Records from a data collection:
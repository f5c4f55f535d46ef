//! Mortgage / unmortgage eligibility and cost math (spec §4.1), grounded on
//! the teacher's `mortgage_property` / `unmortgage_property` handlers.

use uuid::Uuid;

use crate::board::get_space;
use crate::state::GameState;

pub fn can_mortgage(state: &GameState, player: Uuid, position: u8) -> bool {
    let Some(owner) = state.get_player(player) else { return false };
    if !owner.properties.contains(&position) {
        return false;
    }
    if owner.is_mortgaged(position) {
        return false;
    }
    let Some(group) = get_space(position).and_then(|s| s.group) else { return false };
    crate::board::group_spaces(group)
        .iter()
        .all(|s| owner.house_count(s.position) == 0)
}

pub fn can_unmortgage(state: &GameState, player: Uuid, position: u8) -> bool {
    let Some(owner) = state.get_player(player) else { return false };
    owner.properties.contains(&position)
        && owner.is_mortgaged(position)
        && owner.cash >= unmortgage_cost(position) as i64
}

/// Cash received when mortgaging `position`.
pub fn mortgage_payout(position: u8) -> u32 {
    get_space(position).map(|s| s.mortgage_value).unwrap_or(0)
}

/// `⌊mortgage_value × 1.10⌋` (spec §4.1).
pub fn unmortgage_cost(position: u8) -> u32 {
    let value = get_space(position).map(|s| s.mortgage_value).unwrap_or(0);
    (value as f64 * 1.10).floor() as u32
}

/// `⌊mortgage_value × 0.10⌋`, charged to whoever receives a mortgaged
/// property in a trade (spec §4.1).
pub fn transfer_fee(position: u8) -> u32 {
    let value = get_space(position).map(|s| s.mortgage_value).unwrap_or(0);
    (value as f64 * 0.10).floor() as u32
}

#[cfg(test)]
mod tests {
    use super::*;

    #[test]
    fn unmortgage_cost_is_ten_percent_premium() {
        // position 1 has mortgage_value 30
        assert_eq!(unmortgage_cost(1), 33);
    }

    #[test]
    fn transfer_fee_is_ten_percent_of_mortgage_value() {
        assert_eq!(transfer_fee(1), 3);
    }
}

_Exercise brief_. Check the records above and copy each line that has the string "properties".

_Solution for this exercise_.
    if !owner.properties.contains(&position) {
    owner.properties.contains(&position)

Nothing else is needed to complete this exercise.